#### [Prompt]
Both the line containing "for (_, mut" and the line containing "pub fn add_section(&mut" belong to the span. Output exactly that span from the listing below, and nothing outside it.
***
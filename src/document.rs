//! The root aggregate of a parsed INI file.
//!
//! A [`Document`] owns its [`SectionCollection`] and the global
//! [`PropertyCollection`] holding keys that appear before any section header.
//! Nothing inside a document is shared: `clone()` is a full deep copy.
//!
//! ## Examples
//!
//! ```rust
//! use ini_doc::from_str;
//!
//! let doc = from_str("name = demo\n[server]\nport = 8080\n").unwrap();
//! assert_eq!(doc.global().value("name"), Some("demo"));
//! assert_eq!(doc.get_key_path("server.port", '.'), Some("8080"));
//! assert_eq!(doc.get_key_path("name", '.'), Some("demo"));
//! ```

use crate::config::Configuration;
use crate::property::PropertyCollection;
use crate::section::{Section, SectionCollection};
use serde::ser::{Serialize, SerializeMap, Serializer};

#[derive(Debug, Clone, PartialEq, Eq, Default)]
pub struct Document {
    global: PropertyCollection,
    sections: SectionCollection,
}

impl Document {
    /// Creates an empty, case-sensitive document.
    #[must_use]
    pub fn new() -> Self {
        Self::default()
    }

    /// Creates an empty document following the configuration's case policy.
    ///
    /// # Examples
    ///
    /// ```rust
    /// use ini_doc::{Configuration, Document};
    ///
    /// let config = Configuration::new().with_case_insensitive(true);
    /// let mut doc = Document::with_configuration(&config);
    /// doc.sections_mut().add_section("Test").unwrap();
    /// assert!(doc.section("test").is_some());
    /// ```
    #[must_use]
    pub fn with_configuration(config: &Configuration) -> Self {
        Document {
            global: PropertyCollection::with_case_insensitive(config.case_insensitive),
            sections: SectionCollection::with_case_insensitive(config.case_insensitive),
        }
    }

    #[must_use]
    pub fn is_case_insensitive(&self) -> bool {
        self.sections.is_case_insensitive()
    }

    /// Switches the case policy of every collection in the document.
    pub fn set_case_insensitive(&mut self, case_insensitive: bool) {
        self.global.set_case_insensitive(case_insensitive);
        self.sections.set_case_insensitive(case_insensitive);
    }

    /// Properties that appear before the first section header.
    #[must_use]
    pub fn global(&self) -> &PropertyCollection {
        &self.global
    }

    pub fn global_mut(&mut self) -> &mut PropertyCollection {
        &mut self.global
    }

    #[must_use]
    pub fn sections(&self) -> &SectionCollection {
        &self.sections
    }

    pub fn sections_mut(&mut self) -> &mut SectionCollection {
        &mut self.sections
    }

    #[must_use]
    pub fn section(&self, name: &str) -> Option<&Section> {
        self.sections.get(name)
    }

    pub fn section_mut(&mut self, name: &str) -> Option<&mut Section> {
        self.sections.get_mut(name)
    }

    /// Looks up a value by `section<separator>key` path.
    ///
    /// The path is split at the first separator. A path without the separator
    /// addresses the global properties.
    ///
    /// # Examples
    ///
    /// ```rust
    /// use ini_doc::from_str;
    ///
    /// let doc = from_str("[db]\nhost.name = localhost\n").unwrap();
    /// assert_eq!(doc.get_key_path("db.host.name", '.'), Some("localhost"));
    /// assert_eq!(doc.get_key_path("db/host.name", '/'), Some("localhost"));
    /// assert_eq!(doc.get_key_path("db.missing", '.'), None);
    /// ```
    #[must_use]
    pub fn get_key_path(&self, path: &str, separator: char) -> Option<&str> {
        match path.split_once(separator) {
            Some((section, key)) => self.sections.get(section)?.properties().value(key),
            None => self.global.value(path),
        }
    }

    /// Looks up a value by path, splitting it at
    /// [`Configuration::section_key_separator`].
    ///
    /// ```rust
    /// use ini_doc::{from_str, Configuration};
    ///
    /// let doc = from_str("[db]\nhost = localhost\n").unwrap();
    /// let config = Configuration::new().with_section_key_separator('/');
    /// assert_eq!(doc.get_key_with_config("db/host", &config), Some("localhost"));
    /// ```
    #[must_use]
    pub fn get_key_with_config(&self, path: &str, config: &Configuration) -> Option<&str> {
        self.get_key_path(path, config.section_key_separator)
    }

    /// Merges `other` into `self`: global properties and shared sections merge
    /// with `other`'s values winning, sections only in `other` are added.
    ///
    /// # Examples
    ///
    /// ```rust
    /// use ini_doc::from_str;
    ///
    /// let mut base = from_str("[a]\nx = 1\ny = 2\n").unwrap();
    /// let overlay = from_str("[a]\nx = 10\n[b]\nz = 3\n").unwrap();
    /// base.merge(&overlay);
    ///
    /// assert_eq!(base.get_key_path("a.x", '.'), Some("10"));
    /// assert_eq!(base.get_key_path("a.y", '.'), Some("2"));
    /// assert_eq!(base.get_key_path("b.z", '.'), Some("3"));
    /// ```
    pub fn merge(&mut self, other: &Document) {
        self.global.merge(&other.global);
        self.sections.merge(&other.sections);
    }

    /// Removes every comment in the document.
    pub fn clear_all_comments(&mut self) {
        self.global.clear_comments();
        self.sections.clear_comments();
    }
}

/// Serializes as one map: global keys first, then one nested map per section.
///
/// A global key sharing its name with a section produces a repeated map key.
impl Serialize for Document {
    fn serialize<S>(&self, serializer: S) -> std::result::Result<S::Ok, S::Error>
    where
        S: Serializer,
    {
        let mut map = serializer.serialize_map(Some(self.global.len() + self.sections.len()))?;
        for property in self.global.iter() {
            map.serialize_entry(property.key(), property.value())?;
        }
        for section in self.sections.iter() {
            map.serialize_entry(section.name(), section)?;
        }
        map.end()
    }
}
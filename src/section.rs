//! Named sections and their ordered collection.

use crate::error::{validate_name, Result};
use crate::property::{lookup_key, PropertyCollection};
use indexmap::IndexMap;
use serde::ser::{Serialize, SerializeMap, Serializer};

/// A named group of properties, with the comment lines preceding its header.
///
/// # Examples
///
/// ```rust
/// use ini_doc::Section;
///
/// let mut section = Section::new("server").unwrap();
/// section.properties_mut().insert("port", "8080").unwrap();
/// section.comments_mut().push("main listener".to_string());
///
/// assert_eq!(section.name(), "server");
/// assert_eq!(section.properties().value("port"), Some("8080"));
/// assert!(Section::new("").is_err());
/// ```
#[derive(Debug, Clone, PartialEq, Eq)]
pub struct Section {
    name: String,
    comments: Vec<String>,
    properties: PropertyCollection,
}

impl Section {
    /// Creates an empty section with case-sensitive keys.
    ///
    /// # Errors
    ///
    /// Returns [`Error::Construction`](crate::Error::Construction) if `name` is
    /// empty or whitespace-only.
    pub fn new(name: &str) -> Result<Self> {
        Self::with_case_insensitive(name, false)
    }

    /// Creates an empty section whose keys follow the given case policy.
    ///
    /// # Errors
    ///
    /// Returns [`Error::Construction`](crate::Error::Construction) if `name` is
    /// empty or whitespace-only.
    pub fn with_case_insensitive(name: &str, case_insensitive: bool) -> Result<Self> {
        validate_name("section", name)?;
        Ok(Section {
            name: name.to_string(),
            comments: Vec::new(),
            properties: PropertyCollection::with_case_insensitive(case_insensitive),
        })
    }

    #[must_use]
    pub fn name(&self) -> &str {
        &self.name
    }

    #[must_use]
    pub fn comments(&self) -> &[String] {
        &self.comments
    }

    pub fn comments_mut(&mut self) -> &mut Vec<String> {
        &mut self.comments
    }

    #[must_use]
    pub fn properties(&self) -> &PropertyCollection {
        &self.properties
    }

    pub fn properties_mut(&mut self) -> &mut PropertyCollection {
        &mut self.properties
    }

    /// Merges another section's comments and properties into this one.
    ///
    /// Comments are appended; properties merge as in [`PropertyCollection::merge`].
    pub fn merge(&mut self, other: &Section) {
        self.comments.extend(other.comments.iter().cloned());
        self.properties.merge(&other.properties);
    }

    /// Removes the section's own comments and those of all its properties.
    pub fn clear_comments(&mut self) {
        self.comments.clear();
        self.properties.clear_comments();
    }
}

/// Serializes as the map of its properties.
impl Serialize for Section {
    fn serialize<S>(&self, serializer: S) -> std::result::Result<S::Ok, S::Error>
    where
        S: Serializer,
    {
        self.properties.serialize(serializer)
    }
}

/// An ordered map from section name to [`Section`].
///
/// # Examples
///
/// ```rust
/// use ini_doc::SectionCollection;
///
/// let mut sections = SectionCollection::with_case_insensitive(true);
/// assert!(sections.add_section("Test").unwrap());
/// assert!(!sections.add_section("TEST").unwrap());
///
/// assert!(sections.get("test").is_some());
/// assert_eq!(sections.get("TEST").unwrap().name(), "Test");
/// assert_eq!(sections.len(), 1);
/// ```
#[derive(Debug, Clone, Default)]
pub struct SectionCollection {
    entries: IndexMap<String, Section>,
    case_insensitive: bool,
}

impl SectionCollection {
    #[must_use]
    pub fn new() -> Self {
        Self::default()
    }

    /// Creates an empty collection; sections it creates inherit the case policy.
    #[must_use]
    pub fn with_case_insensitive(case_insensitive: bool) -> Self {
        SectionCollection {
            entries: IndexMap::new(),
            case_insensitive,
        }
    }

    #[must_use]
    pub fn is_case_insensitive(&self) -> bool {
        self.case_insensitive
    }

    /// Changes the case policy of the collection and of every section's properties.
    pub fn set_case_insensitive(&mut self, case_insensitive: bool) {
        if self.case_insensitive == case_insensitive {
            return;
        }
        self.case_insensitive = case_insensitive;
        let old = std::mem::take(&mut self.entries);
        for (_, mut section) in old {
            section.properties.set_case_insensitive(case_insensitive);
            let key = lookup_key(&section.name, case_insensitive).into_owned();
            self.entries.insert(key, section);
        }
    }

    /// Adds an empty section. Returns `false`, leaving the existing section
    /// untouched, if the name is already present.
    ///
    /// # Errors
    ///
    /// Returns [`Error::Construction`](crate::Error::Construction) if `name` is
    /// empty or whitespace-only.
    pub fn add_section(&mut self, name: &str) -> Result<bool> {
        if self.contains(name) {
            return Ok(false);
        }
        let section = Section::with_case_insensitive(name, self.case_insensitive)?;
        Ok(self.add(section))
    }

    /// Adds a section unless one with the same name exists; returns whether it was added.
    ///
    /// The section's properties are switched to this collection's case policy.
    pub fn add(&mut self, mut section: Section) -> bool {
        let key = lookup_key(&section.name, self.case_insensitive).into_owned();
        if self.entries.contains_key(&key) {
            return false;
        }
        section.properties.set_case_insensitive(self.case_insensitive);
        self.entries.insert(key, section);
        true
    }

    #[must_use]
    pub fn get(&self, name: &str) -> Option<&Section> {
        self.entries.get(&*lookup_key(name, self.case_insensitive))
    }

    pub fn get_mut(&mut self, name: &str) -> Option<&mut Section> {
        self.entries.get_mut(&*lookup_key(name, self.case_insensitive))
    }

    #[must_use]
    pub fn contains(&self, name: &str) -> bool {
        self.get(name).is_some()
    }

    /// Removes a section, preserving the order of the remaining sections.
    pub fn remove(&mut self, name: &str) -> Option<Section> {
        self.entries.shift_remove(&*lookup_key(name, self.case_insensitive))
    }

    #[must_use]
    pub fn len(&self) -> usize {
        self.entries.len()
    }

    #[must_use]
    pub fn is_empty(&self) -> bool {
        self.entries.is_empty()
    }

    /// Returns an iterator over the sections, in insertion order.
    pub fn iter(&self) -> indexmap::map::Values<'_, String, Section> {
        self.entries.values()
    }

    pub fn iter_mut(&mut self) -> indexmap::map::ValuesMut<'_, String, Section> {
        self.entries.values_mut()
    }

    pub fn names(&self) -> impl Iterator<Item = &str> {
        self.entries.values().map(Section::name)
    }

    /// Merges `other` into `self`: shared sections merge recursively, sections
    /// only present in `other` are cloned in after the existing ones.
    pub fn merge(&mut self, other: &SectionCollection) {
        for incoming in other.iter() {
            match self.get_mut(incoming.name()) {
                Some(existing) => existing.merge(incoming),
                None => {
                    self.add(incoming.clone());
                }
            }
        }
    }

    pub fn clear_comments(&mut self) {
        for section in self.entries.values_mut() {
            section.clear_comments();
        }
    }
}

/// Equal when both hold the same entries in the same order under the same case policy.
impl PartialEq for SectionCollection {
    fn eq(&self, other: &Self) -> bool {
        self.case_insensitive == other.case_insensitive
            && self.entries.len() == other.entries.len()
            && self.entries.iter().eq(other.entries.iter())
    }
}

impl Eq for SectionCollection {}

impl<'a> IntoIterator for &'a SectionCollection {
    type Item = &'a Section;
    type IntoIter = indexmap::map::Values<'a, String, Section>;

    fn into_iter(self) -> Self::IntoIter {
        self.iter()
    }
}

impl Serialize for SectionCollection {
    fn serialize<S>(&self, serializer: S) -> std::result::Result<S::Ok, S::Error>
    where
        S: Serializer,
    {
        let mut map = serializer.serialize_map(Some(self.len()))?;
        for section in self.iter() {
            map.serialize_entry(section.name(), section)?;
        }
        map.end()
    }
}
***
#### [Response box]
        for (_, mut section) in old {
            section.properties.set_case_insensitive(case_insensitive);
            let key = lookup_key(&section.name, case_insensitive).into_owned();
            self.entries.insert(key, section);
        }
    }

    /// Adds an empty section. Returns `false`, leaving the existing section
    /// untouched, if the name is already present.
    ///
    /// # Errors
    ///
    /// Returns [`Error::Construction`](crate::Error::Construction) if `name` is
    /// empty or whitespace-only.
    pub fn add_section(&mut self, name: &str) -> Result<bool> {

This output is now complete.